═════ Provided data ═════

// src/literal.rs

use std::fmt;
use std::str::FromStr;

use crate::ast::Node;
use crate::error::{ParseError, ParseErrorKind, SyntaxError};
use crate::parser::parse;

/// The static type tag every literal carries.
#[derive(Debug, Clone, Copy, PartialEq, Eq, Hash)]
pub enum LiteralType {
    Void,
    Double,
    Boolean,
    Integer,
    String,
}

impl fmt::Display for LiteralType {
    fn fmt(&self, f: &mut fmt::Formatter<'_>) -> fmt::Result {
        let name = match self {
            LiteralType::Void => "void",
            LiteralType::Double => "double",
            LiteralType::Boolean => "boolean",
            LiteralType::Integer => "integer",
            LiteralType::String => "string",
        };
        f.write_str(name)
    }
}

/// What a function rule was willing to accept when it rejected an argument.
#[derive(Debug, Clone, Copy, PartialEq, Eq)]
pub enum TypeExpectation {
    Exactly(LiteralType),
    /// Integer or Double.
    Numeric,
    /// Integer, Double or String (ordered comparisons).
    Comparable,
}

impl fmt::Display for TypeExpectation {
    fn fmt(&self, f: &mut fmt::Formatter<'_>) -> fmt::Result {
        match self {
            TypeExpectation::Exactly(ty) => write!(f, "{}", ty),
            TypeExpectation::Numeric => f.write_str("number (integer or double)"),
            TypeExpectation::Comparable => f.write_str("number or string"),
        }
    }
}

/// An immutable, typed value.
#[derive(Debug, Clone, PartialEq)]
pub enum Literal {
    Void,
    Double(f64),
    Boolean(bool),
    Integer(i64),
    String(String),
}

/// Numeric view over Integer and Double literals used by the arithmetic and
/// comparison rules.
#[derive(Debug, Clone, Copy, PartialEq)]
pub enum Number {
    Int(i64),
    Float(f64),
}

impl Number {
    pub fn as_f64(self) -> f64 {
        match self {
            Number::Int(i) => i as f64,
            Number::Float(x) => x,
        }
    }
}

impl From<Number> for Literal {
    fn from(n: Number) -> Self {
        match n {
            Number::Int(i) => Literal::Integer(i),
            Number::Float(x) => Literal::Double(x),
        }
    }
}

impl Literal {
    pub fn void() -> Self { Literal::Void }
    pub fn double(value: f64) -> Self { Literal::Double(value) }
    pub fn boolean(value: bool) -> Self { Literal::Boolean(value) }
    pub fn integer(value: i64) -> Self { Literal::Integer(value) }
    pub fn string(value: impl Into<String>) -> Self { Literal::String(value.into()) }

    pub fn enclosed_type(&self) -> LiteralType {
        match self {
            Literal::Void => LiteralType::Void,
            Literal::Double(_) => LiteralType::Double,
            Literal::Boolean(_) => LiteralType::Boolean,
            Literal::Integer(_) => LiteralType::Integer,
            Literal::String(_) => LiteralType::String,
        }
    }

    pub fn is_void(&self) -> bool {
        matches!(self, Literal::Void)
    }

    pub fn as_double(&self) -> Option<f64> {
        match self {
            Literal::Double(x) => Some(*x),
            _ => None,
        }
    }

    pub fn as_bool(&self) -> Option<bool> {
        match self {
            Literal::Boolean(b) => Some(*b),
            _ => None,
        }
    }

    pub fn as_integer(&self) -> Option<i64> {
        match self {
            Literal::Integer(i) => Some(*i),
            _ => None,
        }
    }

    pub fn as_str(&self) -> Option<&str> {
        match self {
            Literal::String(s) => Some(s),
            _ => None,
        }
    }

    pub fn as_number(&self) -> Option<Number> {
        match self {
            Literal::Integer(i) => Some(Number::Int(*i)),
            Literal::Double(x) => Some(Number::Float(*x)),
            _ => None,
        }
    }

    /// Canonical rendering: `true`/`false`, numbers, verbatim strings, `void`.
    pub fn to_display_string(&self) -> String {
        self.to_string()
    }

    /// A rendering the lexer reads back as an equal literal. Strings are quoted
    /// and escaped; Void has no literal syntax and renders as `void`.
    pub fn to_source(&self) -> String {
        match self {
            Literal::String(s) => {
                let mut out = String::with_capacity(s.len() + 2);
                out.push('"');
                for c in s.chars() {
                    match c {
                        '"' => out.push_str("\\\""),
                        '\\' => out.push_str("\\\\"),
                        '\n' => out.push_str("\\n"),
                        '\t' => out.push_str("\\t"),
                        '\r' => out.push_str("\\r"),
                        _ => out.push(c),
                    }
                }
                out.push('"');
                out
            }
            other => other.to_string(),
        }
    }
}

fn format_double(x: f64) -> String {
    if !x.is_finite() {
        return x.to_string();
    }
    let s = x.to_string();
    // Keep the decimal point so the text lexes back as a Double.
    if s.contains('.') { s } else { format!("{}.0", s) }
}

impl fmt::Display for Literal {
    fn fmt(&self, f: &mut fmt::Formatter<'_>) -> fmt::Result {
        match self {
            Literal::Void => f.write_str("void"),
            Literal::Double(x) => f.write_str(&format_double(*x)),
            Literal::Boolean(b) => f.write_str(if *b { "true" } else { "false" }),
            Literal::Integer(i) => write!(f, "{}", i),
            Literal::String(s) => f.write_str(s),
        }
    }
}

impl FromStr for Literal {
    type Err = SyntaxError;

    /// Reads exactly one literal token, e.g. `42`, `2.5`, `true` or `"x264enc"`.
    fn from_str(s: &str) -> Result<Self, Self::Err> {
        match parse(s)? {
            Node::Literal(lit) => Ok(lit),
            other => Err(SyntaxError::Parse(ParseError {
                kind: ParseErrorKind::UnexpectedToken {
                    found: other.to_string(),
                    expected: "a literal",
                },
                line: 1,
                col: 1,
            })),
        }
    }
}

impl From<f64> for Literal {
    fn from(x: f64) -> Self { Literal::Double(x) }
}

impl From<bool> for Literal {
    fn from(b: bool) -> Self { Literal::Boolean(b) }
}

impl From<i64> for Literal {
    fn from(i: i64) -> Self { Literal::Integer(i) }
}

impl From<i32> for Literal {
    fn from(i: i32) -> Self { Literal::Integer(i64::from(i)) }
}

impl From<&str> for Literal {
    fn from(s: &str) -> Self { Literal::String(s.to_string()) }
}

impl From<String> for Literal {
    fn from(s: String) -> Self { Literal::String(s) }
}

impl From<()> for Literal {
    fn from(_: ()) -> Self { Literal::Void }
}

#[cfg(test)]
mod tests {
    use super::*;

    #[test]
    fn test_enclosed_type_matches_payload() {
        assert_eq!(Literal::void().enclosed_type(), LiteralType::Void);
        assert_eq!(Literal::double(1.5).enclosed_type(), LiteralType::Double);
        assert_eq!(Literal::boolean(true).enclosed_type(), LiteralType::Boolean);
        assert_eq!(Literal::integer(7).enclosed_type(), LiteralType::Integer);
        assert_eq!(Literal::string("x").enclosed_type(), LiteralType::String);
    }

    #[test]
    fn test_display_strings() {
        assert_eq!(Literal::Void.to_display_string(), "void");
        assert_eq!(Literal::Boolean(false).to_display_string(), "false");
        assert_eq!(Literal::Integer(-12).to_display_string(), "-12");
        assert_eq!(Literal::Double(2.0).to_display_string(), "2.0");
        assert_eq!(Literal::Double(0.25).to_display_string(), "0.25");
        assert_eq!(Literal::Double(f64::INFINITY).to_display_string(), "inf");
        assert_eq!(Literal::string("lame ! mux").to_display_string(), "lame ! mux");
    }

    #[test]
    fn test_equality_requires_matching_types() {
        assert_eq!(Literal::Integer(3), Literal::Integer(3));
        assert_ne!(Literal::Integer(3), Literal::Double(3.0));
        assert_ne!(Literal::string("true"), Literal::Boolean(true));
        assert_eq!(Literal::Void, Literal::Void);
    }

    #[test]
    fn test_source_form_escapes_strings() {
        assert_eq!(Literal::string("say \"hi\"\n").to_source(), "\"say \\\"hi\\\"\\n\"");
        assert_eq!(Literal::Integer(5).to_source(), "5");
    }

    #[test]
    fn test_source_form_reads_back() {
        let samples = [
            Literal::Double(1e21),
            Literal::Double(-0.125),
            Literal::Double(3.0),
            Literal::Boolean(true),
            Literal::Integer(i64::MIN),
            Literal::string("a \\ b \"c\"\t"),
            Literal::string(""),
        ];
        for lit in samples {
            let back: Literal = lit.to_source().parse().unwrap();
            assert_eq!(back, lit);
        }
    }

    #[test]
    fn test_from_str_rejects_non_literals() {
        assert!("quality".parse::<Literal>().is_err());
        assert!("(+ 1 2)".parse::<Literal>().is_err());
        assert!("".parse::<Literal>().is_err());
    }

    #[test]
    fn test_numeric_view() {
        assert_eq!(Literal::Integer(4).as_number(), Some(Number::Int(4)));
        assert_eq!(Literal::Double(0.5).as_number(), Some(Number::Float(0.5)));
        assert_eq!(Literal::Boolean(true).as_number(), None);
        assert_eq!(Number::Int(3).as_f64(), 3.0);
    }
}
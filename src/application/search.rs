use crate::domain::entities::trade::Trade;
use crate::domain::ports::trade_repository::TradeRepository;
use std::sync::Arc;

/// Free-text search over counterparty, instrument id, instrument name and trader.
pub struct SearchUseCase {
    repo: Arc<dyn TradeRepository>,
}

impl SearchUseCase {
    pub fn new(repo: Arc<dyn TradeRepository>) -> Self {
        Self { repo }
    }

    /// Case-sensitive substring match. An empty string matches every trade.
    pub fn execute(&self, text: &str) -> Vec<Trade> {
        self.repo.search_trades(text)
    }
}
pub mod trade;
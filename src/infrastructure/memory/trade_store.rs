use crate::domain::entities::trade::Trade;
use crate::domain::error::DomainError;
use crate::domain::ports::trade_repository::*;
use parking_lot::RwLock;
use std::collections::HashMap;

#[derive(Debug, Default)]
struct Inner {
    trades: Vec<Trade>,
    by_id: HashMap<String, usize>,
}

/// Append-only trade store held in process memory.
///
/// Appends and index updates happen under a single write lock, so a reader
/// either sees a trade in both the sequence and the id index or in neither.
/// Queries clone matches out; nothing hands out references into the store.
#[derive(Debug, Default)]
pub struct InMemoryTradeStore {
    inner: RwLock<Inner>,
}

impl InMemoryTradeStore {
    pub fn new() -> Self {
        Self::default()
    }

    fn collect_where<F>(&self, pred: F) -> Vec<Trade>
    where
        F: Fn(&Trade) -> bool,
    {
        self.inner
            .read()
            .trades
            .iter()
            .filter(|t| pred(t))
            .cloned()
            .collect()
    }
}

impl TradeRepository for InMemoryTradeStore {
    fn add_trade(&self, trade: Trade) -> Result<Trade, DomainError> {
        let mut inner = self.inner.write();
        if inner.by_id.contains_key(&trade.trade_id) {
            return Err(DomainError::DuplicateTrade(trade.trade_id));
        }
        let position = inner.trades.len();
        inner.by_id.insert(trade.trade_id.clone(), position);
        inner.trades.push(trade.clone());
        Ok(trade)
    }

    fn get_trade(&self, id: &str) -> Option<Trade> {
        let inner = self.inner.read();
        inner
            .by_id
            .get(id)
            .and_then(|&pos| inner.trades.get(pos))
            .cloned()
    }

    fn search_trades(&self, text: &str) -> Vec<Trade> {
        self.collect_where(|t| t.matches_text(text))
    }

    fn filter_trades(&self, filter: &TradeFilter) -> Vec<Trade> {
        if filter.is_empty() {
            return self.list_trades();
        }
        self.collect_where(|t| filter.matches(t))
    }

    fn list_trades(&self) -> Vec<Trade> {
        self.inner.read().trades.clone()
    }

    fn count(&self) -> usize {
        self.inner.read().trades.len()
    }
}

#[cfg(test)]
mod tests {
    use super::*;
    use crate::domain::entities::trade::TradeDetails;
    use crate::domain::values::buy_sell::BuySellIndicator;
    use chrono::{TimeZone, Utc};

    fn trade(id: &str, counterparty: Option<&str>) -> Trade {
        Trade {
            trade_id: id.into(),
            asset_class: None,
            counterparty: counterparty.map(String::from),
            instrument_id: "AAPL".into(),
            instrument_name: "Apple Inc".into(),
            trade_date_time: Utc.with_ymd_and_hms(2024, 3, 1, 0, 0, 0).unwrap(),
            trade_details: TradeDetails {
                buy_sell_indicator: BuySellIndicator::Buy,
                price: 1.0,
                quantity: 1,
            },
            trader: "Carol".into(),
        }
    }

    #[test]
    fn duplicate_id_leaves_store_unchanged() {
        let store = InMemoryTradeStore::new();
        store.add_trade(trade("T1", Some("Goldman"))).unwrap();
        let err = store.add_trade(trade("T1", Some("Citi"))).unwrap_err();
        assert!(matches!(err, DomainError::DuplicateTrade(id) if id == "T1"));
        assert_eq!(store.count(), 1);
        assert_eq!(
            store.get_trade("T1").unwrap().counterparty.as_deref(),
            Some("Goldman")
        );
    }

    #[test]
    fn index_tracks_insertion_position() {
        let store = InMemoryTradeStore::new();
        for i in 0..20 {
            store.add_trade(trade(&format!("T{i}"), None)).unwrap();
        }
        assert_eq!(store.get_trade("T13").unwrap().trade_id, "T13");
        assert!(store.get_trade("T20").is_none());
    }
}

═════

Your instructions:
Beginning with the opening line above, retype the records exactly through the line with "impl fmt::Display for LiteralType", both ends included.

Finished exercise:
// src/literal.rs

use std::fmt;
use std::str::FromStr;

use crate::ast::Node;
use crate::error::{ParseError, ParseErrorKind, SyntaxError};
use crate::parser::parse;

/// The static type tag every literal carries.
#[derive(Debug, Clone, Copy, PartialEq, Eq, Hash)]
pub enum LiteralType {
    Void,
    Double,
    Boolean,
    Integer,
    String,
}

impl fmt::Display for LiteralType {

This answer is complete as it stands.